Fresh cabbage tossed in gingered peanut dressing blows mayo-based slaws out of the water, y’all.
We made sushi at a friend’s place last night, and the basics were pretty much covered. Instead of scheming up a filling idea, I decided to make an Asian slaw to pass along side all of that beautiful sushi!
I used a whole head of cabbage to make my batch of Asian slaw, but you can definitely cut this in half, if you’re not making it for a party. It divides beautifully, and you can roast up that leftover cabbage with fennel seeds later in the week.

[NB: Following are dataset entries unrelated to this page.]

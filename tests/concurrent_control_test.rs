// ==========================================
// Concurrency control
// ==========================================
// Each unit of work holds the write lock from BEGIN IMMEDIATE,
// so racing transitions on one order serialize.
// ==========================================


#[cfg(test)]
mod concurrent_control_test {
    use std::sync::{Arc, Barrier};
    use std::thread;

    use procurement_engine::api::{ApiError, ContractApi, ProgrammingPayload};
    use procurement_engine::domain::{OrderProposal, OrderState};

    use crate::test_helpers::{d, setup_env};

    #[test]
    fn test_concurrent_approve_single_winner() {
        let env = setup_env();
        let order_id = env
            .state
            .warehouse_api
            .propose_orders(&[OrderProposal {
                contract_id: env.contract_id,
                scheduled_delivery: d(2025, 1, 10),
            }])
            .unwrap()[0]
            .id;

        const THREADS: usize = 6;
        let barrier = Arc::new(Barrier::new(THREADS));
        let handles: Vec<_> = (0..THREADS)
            .map(|_| {
                let api = ContractApi::new(env.state.uow_factory.clone());
                let barrier = barrier.clone();
                thread::spawn(move || {
                    barrier.wait();
                    api.approve_order(order_id)
                })
            })
            .collect();

        let results: Vec<_> = handles.into_iter().map(|h| h.join().unwrap()).collect();
        let winners = results.iter().filter(|r| r.is_ok()).count();
        assert_eq!(winners, 1, "{:?}", results);
        for r in results.iter().filter_map(|r| r.as_ref().err()) {
            assert!(
                matches!(r, ApiError::InvalidStateTransition { .. }),
                "unexpected error {:?}",
                r
            );
        }

        let pending = env.state.contract_api.list_orders_pending_approval().unwrap();
        assert!(pending.is_empty());
        let mine = env.state.supplier_api.pending_orders(env.supplier_id).unwrap();
        assert_eq!(mine[0].state, OrderState::Approved);
    }

    #[test]
    fn test_concurrent_programming_saves_keep_one_row() {
        let env = setup_env();
        let item = env.item("AB-001");
        let state = Arc::new(env.state);

        let handles: Vec<_> = (1..=4)
            .map(|n: i64| {
                let state = state.clone();
                thread::spawn(move || {
                    state.nutrition_api.save_programming(&ProgrammingPayload {
                        user_id: None,
                        contract_item_id: item,
                        month: d(2025, 5, 1),
                        daily_quantities: [(1u32, n * 10)].into_iter().collect(),
                    })
                })
            })
            .collect();
        for h in handles {
            h.join().unwrap().unwrap();
        }

        let availability = state.nutrition_api.availability(item).unwrap();
        // Exactly one row survives, holding one of the written totals
        assert!([10, 20, 30, 40].contains(&availability.programmed_quantity));
    }
}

This was so, so easy to make. Here’s the step-by-step…
Awesome Asian Slaw
In a large bowl, combine:
- 1 head of cabbage, shredded
- 1/4 cup red onion, minced
In a smaller bowl, prepare the sauce by whisking together:
- 1/3 cup natural peanut butter (unsweetened)
- 1/2 cup rice vinegar
- 1-2 tablespoons fresh ginger, minced
- 1 clove garlic, minced
- 2 tablespoon mirin
- 2 tablespoons low sodium soy sauce
- 1 teaspoon maple syrup (If you can’t find unsweetened peanut butter, you can leave this out.)
Toss the cabbage with the sauce, then top with 1/4 cup sesame seeds. Let the salad marinate for at least 30 minutes before serving. An hour would be even better!